If the clients that point to SOA are running on Java, another TTL property can be taken into account. Java has a DNS cache that can be configured for caching the successful DNS resolutions, so in that case, the change in DNS server is not refreshed until Java is restarted. This can be modified by setting the property networkaddress.cache.ttl to a low value:
  • You can do it globally, for all the applications that are running on the JVM, by modifying the property in JAVA_HOME/jre/lib/security/java.security file: networkaddress.cache.ttl=60

  • You can define it for a specific application only, by setting that property in the application's initialization code: java.security.Security.setProperty("networkaddress.cache.ttl" , "60")

Storage Considerations

When you design storage for your Disaster Recovery solution, consider Fusion Middleware artifacts, storage replication, and file-based persistent stores.

This section includes the following topics:

Oracle Fusion Middleware Artifacts

Oracle Fusion Middleware components in a given environment are usually interdependent on one another, so it is important that the components in the topology be synchronized.

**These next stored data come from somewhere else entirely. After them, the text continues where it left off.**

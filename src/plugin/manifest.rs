//! Plugin package descriptor.
//!
//! A plugin root may carry a `plugin.toml` describing the package:
//!
//! ```toml
//! [plugin]
//! name = "deploy"
//! version = "1.2.0"
//! description = "Deployment commands"
//! ```

use serde::{Deserialize, Serialize};
use std::path::{Path, PathBuf};

use super::{PluginError, PluginResult, MANIFEST_FILE};

/// Package descriptor of a plugin root.
#[derive(Debug, Clone, PartialEq, Eq, Serialize, Deserialize)]
pub struct PluginManifest {
    /// Package metadata.
    pub plugin: PluginMetadata,
}

/// The `[plugin]` table.
#[derive(Debug, Clone, PartialEq, Eq, Serialize, Deserialize)]
pub struct PluginMetadata {
    /// Package name.
    pub name: String,
    /// Package version, shown in the start banner.
    #[serde(default)]
    pub version: Option<String>,
    /// Short description.
    #[serde(default)]
    pub description: Option<String>,
}

impl PluginManifest {
    /// Parse a manifest from TOML string.
    pub fn from_toml(content: &str, path: &Path) -> PluginResult<Self> {
        let manifest: Self = toml::from_str(content).map_err(|e| PluginError::InvalidManifest {
            path: path.to_path_buf(),
            message: e.to_string(),
        })?;
        manifest.validate(path)?;
        Ok(manifest)
    }

    /// Parse a manifest from a file.
    pub fn from_file(path: &Path) -> PluginResult<Self> {
        let content = std::fs::read_to_string(path)?;
        Self::from_toml(&content, path)
    }

    /// Load the descriptor of a plugin root, if it has one.
    pub fn load(root: &Path) -> PluginResult<Option<Self>> {
        let path = Self::path_in(root);
        if !path.is_file() {
            tracing::debug!(root = %root.display(), "No plugin manifest");
            return Ok(None);
        }
        Self::from_file(&path).map(Some)
    }

    /// Location of the descriptor inside `root`.
    pub fn path_in(root: &Path) -> PathBuf {
        root.join(MANIFEST_FILE)
    }

    /// Package version, if declared.
    pub fn version(&self) -> Option<&str> {
        self.plugin.version.as_deref()
    }

    fn validate(&self, path: &Path) -> PluginResult<()> {
        if self.plugin.name.trim().is_empty() {
            return Err(PluginError::InvalidManifest {
                path: path.to_path_buf(),
                message: "Plugin name is required".to_string(),
            });
        }

        if self.plugin.version.as_deref().is_some_and(|v| v.split('.').count() < 2) {
            return Err(PluginError::InvalidManifest {
                path: path.to_path_buf(),
                message: "Version must be in semver format (e.g., 1.0.0)".to_string(),
            });
        }

        Ok(())
    }
}
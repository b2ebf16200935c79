//! Plugin engine for nested CLI command groups.
//!
//! A plugin is a directory tree of command scripts and markdown help
//! documents. An instance activates when its trigger matches the invocation,
//! then resolves each command through aliases, an optional router, direct
//! handlers and an optional nested `default` group.
//!
//! # Layout
//!
//! ```text
//! deploy/
//! ├── plugin.toml          # optional package descriptor
//! ├── aliases.json         # optional {"install": "i"}
//! └── src/cli/
//!     ├── _router.sh       # optional router for the root group
//!     └── commands/
//!         ├── install.sh
//!         ├── install.md   # help document
//!         └── default/     # nested default group
//!             └── commands/
//! ```
//!
//! # Example Configuration
//!
//! ```toml
//! [[plugins]]
//! name = "deploy"
//! aliases = ["d"]
//! through = true
//! ```

mod alias;
mod config;
mod context;
mod delegate;
mod error;
mod exclude;
mod handler;
pub mod help;
mod instance;
mod locator;
mod manifest;
mod node;
pub mod resolve;
mod trigger;
mod types;

pub use alias::AliasMap;
pub use config::{PluginConfig, PluginEntry};
pub use context::{ArgCursor, Dispatch, DispatchContext, HelpReason, HELP_HINT};
pub use delegate::delegate;
pub use error::{PluginError, PluginResult};
pub use exclude::ExcludeSet;
pub use handler::{
    handler_fn, router_fn, CommandCall, CommandHandler, CommandRegistry, FnHandler, FnRouter,
    Locals, RouteRequest, Router, ScriptHandler, ScriptRouter,
};
pub use instance::{InstanceState, PluginInstance};
pub use locator::{locate, Resolution};
pub use manifest::{PluginManifest, PluginMetadata};
pub use node::CommandNode;
pub use resolve::{default_search_dirs, plugin_path};
pub use trigger::{evaluate, Trigger, TriggerSpec};
pub use types::{
    HelpEntry, PluginIdentity, RouterPolicy, ALIASES_FILE, DEFAULT_COMMANDS_PATH,
    DEFAULT_GROUP_DIR, DEFAULT_IGNORE, HELP_COMMAND, HELP_EXTENSION, MANIFEST_FILE,
    NESTED_COMMANDS_PATH, PLACEHOLDER_COMMAND, ROUTER_STEM,
};
pub mod jwt;

use actix_web::{FromRequest, HttpRequest, HttpResponse, ResponseError, dev::Payload, web};
use std::future::{Ready, ready};
use uuid::Uuid;

use jwt::JwtService;

/// The authenticated caller, resolved from the `Authorization` header.
/// Results are partitioned per caller, so every handler that reads or writes
/// predictions takes this as an argument.
#[derive(Debug)]
pub struct CallerIdentity(pub Uuid);

#[derive(Debug, thiserror::Error)]
pub enum AuthError {
    #[error("Missing or invalid authorization token")]
    MissingBearer,
    #[error("Token verification failed")]
    VerificationFailed(String),
    #[error("Invalid token claims")]
    InvalidClaims(String),
}

impl ResponseError for AuthError {
    fn error_response(&self) -> HttpResponse {
        HttpResponse::Unauthorized().json(serde_json::json!({ "error": self.to_string() }))
    }
}

fn caller_from_request(req: &HttpRequest) -> Result<Uuid, AuthError> {
    let jwt_service = req
        .app_data::<web::Data<JwtService>>()
        .ok_or(AuthError::MissingBearer)?;

    let token = req
        .headers()
        .get("Authorization")
        .and_then(|header| header.to_str().ok())
        .and_then(|header| header.strip_prefix("Bearer "))
        .ok_or(AuthError::MissingBearer)?;

    let claims = jwt_service.verify_token(token).map_err(|e| {
        log::warn!("token verification failed for {}: {}", req.path(), e);
        AuthError::VerificationFailed(e.to_string())
    })?;

    Uuid::parse_str(&claims.sub).map_err(|_| {
        log::warn!("non-uuid subject in token claims: {}", claims.sub);
        AuthError::InvalidClaims(claims.sub.clone())
    })
}

impl FromRequest for CallerIdentity {
    type Error = AuthError;
    type Future = Ready<Result<Self, Self::Error>>;

    fn from_request(req: &HttpRequest, _payload: &mut Payload) -> Self::Future {
        ready(caller_from_request(req).map(CallerIdentity))
    }
}
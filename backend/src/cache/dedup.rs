use chrono::{DateTime, Duration, Utc};
use shared::PredictionResponse;
use std::collections::HashMap;
use std::sync::Mutex;
use uuid::Uuid;

struct CachedPrediction {
    response: PredictionResponse,
    stored_at: DateTime<Utc>,
}

/// Short-TTL cache keyed by `(normalized image hash, caller)`. A hit returns
/// the fully assembled response without touching either model. There is no
/// cross-process coordination; two racing first-time submissions are
/// reconciled by the store, not here.
pub struct DedupCache {
    ttl: Duration,
    entries: Mutex<HashMap<(String, Uuid), CachedPrediction>>,
}

impl DedupCache {
    pub fn new(ttl_secs: i64) -> Self {
        Self {
            ttl: Duration::seconds(ttl_secs),
            entries: Mutex::new(HashMap::new()),
        }
    }

    pub fn get(&self, image_hash: &str, caller_id: Uuid) -> Option<PredictionResponse> {
        let mut entries = self.entries.lock().unwrap();
        let key = (image_hash.to_string(), caller_id);
        match entries.get(&key) {
            Some(entry) if Utc::now() - entry.stored_at < self.ttl => {
                Some(entry.response.clone())
            }
            Some(_) => {
                entries.remove(&key);
                None
            }
            None => None,
        }
    }

    pub fn insert(&self, image_hash: String, caller_id: Uuid, response: PredictionResponse) {
        let now = Utc::now();
        let mut entries = self.entries.lock().unwrap();
        // Expired entries only ever accumulate between inserts, so sweep them
        // while the lock is held anyway.
        entries.retain(|_, entry| now - entry.stored_at < self.ttl);
        entries.insert(
            (image_hash, caller_id),
            CachedPrediction {
                response,
                stored_at: now,
            },
        );
    }
}
fn main() {
    let libtorch_path = std::env::var("LIBTORCH").expect("LIBTORCH environment variable not set");
    println!("cargo:rustc-link-search=native={}/lib", libtorch_path);

    println!("cargo:rustc-link-lib=c10");
    println!("cargo:rustc-link-lib=torch_cpu");
    println!("cargo:rustc-link-lib=torch");
    if std::env::var("USE_CUDA").is_ok() {
        println!("cargo:rustc-link-lib=torch_cuda");
    }

    println!("cargo:rustc-link-lib=gomp");
    println!("cargo:rustc-link-lib=stdc++");
    println!("cargo:rustc-link-lib=pthread");

    println!("cargo:rerun-if-env-changed=LIBTORCH");
    println!("cargo:rerun-if-env-changed=USE_CUDA");
}
mod auth;
mod cache;
mod config;
mod db;
mod imaging;
mod inference;
mod pipeline;
mod routes;
mod storage;

use actix_cors::Cors;
use actix_web::{App, HttpServer, web};
use auth::jwt::JwtService;
use aws_config::BehaviorVersion;
use aws_sdk_dynamodb::Client as DynamoDbClient;
use aws_sdk_s3::Client as S3Client;
use cache::DedupCache;
use config::PipelineConfig;
use db::PredictionStore;
use db::prediction_repository::DynamoDbPredictionStore;
use imaging::ImageNormalizer;
use inference::classifier::LeafClassifier;
use inference::detector::DiseaseDetector;
use pipeline::PredictionPipeline;
use routes::configure_routes;
use std::env;
use std::sync::Arc;
use storage::s3_service::S3ImageStore;

#[actix_web::main]
async fn main() -> std::io::Result<()> {
    env_logger::init_from_env(env_logger::Env::new().default_filter_or("info"));
    dotenv::dotenv().ok();

    let config = PipelineConfig::load().map_err(|e| {
        std::io::Error::other(format!("Failed to load pipeline config: {}", e))
    })?;

    let classifier = LeafClassifier::load(&config.models.classifier_path).map_err(|e| {
        std::io::Error::other(format!("Classifier loading failed: {:?}", e))
    })?;
    let detector = DiseaseDetector::load(
        &config.models.detector_path,
        config.models.detector_confidence_threshold,
    )
    .map_err(|e| std::io::Error::other(format!("Detector loading failed: {:?}", e)))?;
    log::info!("Both models loaded");

    let aws_config = aws_config::defaults(BehaviorVersion::latest()).load().await;
    let dynamodb_client = DynamoDbClient::new(&aws_config);
    let s3_client = S3Client::new(&aws_config);

    let predictions_table = env::var("DYNAMODB_PREDICTIONS_TABLE").unwrap().to_string();
    let s3_bucket = env::var("S3_BUCKET_NAME").unwrap().to_string();
    let jwt_secret = env::var("JWT_SECRET").unwrap().to_string();

    let store: Arc<dyn PredictionStore> =
        Arc::new(DynamoDbPredictionStore::new(dynamodb_client, predictions_table));
    let images = Arc::new(S3ImageStore::new(s3_client, s3_bucket));
    let jwt_service = JwtService::new(&jwt_secret);

    let normalizer = ImageNormalizer::new(
        config.normalize.width,
        config.normalize.height,
        config.normalize.max_upload_bytes,
        config.normalize.jpeg_quality,
    );
    let pipeline = Arc::new(PredictionPipeline::new(
        normalizer,
        Arc::new(classifier),
        Arc::new(detector),
        store.clone(),
        images,
        DedupCache::new(config.cache.dedup_ttl_secs),
    ));

    let port = env::var("PORT").unwrap_or_else(|_| "8081".to_string());
    let bind_address = format!("0.0.0.0:{}", port);
    log::info!("Starting server on {}", bind_address);

    HttpServer::new(move || {
        App::new()
            .wrap(
                Cors::default()
                    .allow_any_origin()
                    .allowed_methods(vec!["GET", "POST", "OPTIONS"])
                    .allowed_headers(vec![
                        actix_web::http::header::AUTHORIZATION,
                        actix_web::http::header::ACCEPT,
                        actix_web::http::header::CONTENT_TYPE,
                    ])
                    .max_age(3600),
            )
            .app_data(web::Data::new(pipeline.clone()))
            .app_data(web::Data::new(store.clone()))
            .app_data(web::Data::new(jwt_service.clone()))
            .configure(configure_routes)
    })
    .bind(&bind_address)?
    .run()
    .await
}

This synchronization is important when you design volumes and consistency groups. Some artifacts are static whereas others are dynamic.

Static Artifacts

Static artifacts are files and directories that do not change frequently. These include:

  • home: The Oracle home usually consists of an Oracle home and an Oracle WebLogic Server home.

  • Oracle Inventory: This includes oraInst.loc and oratab files, which are located in the /etc directory.

Dynamic or Runtime Artifacts

Dynamic or runtime artifacts are files that change frequently. Runtime artifacts include:

  • Domain home: Domain directories of the Administration Server and the Managed Servers.

  • Oracle instances: Oracle Instance home directories.

  • Application artifacts, such as .ear or .war files.

  • Database artifacts, such as the MDS repository.

  • Database metadata repositories that are used by Oracle Fusion Middleware.

  • Persistent stores, such as JMS providers and transaction logs.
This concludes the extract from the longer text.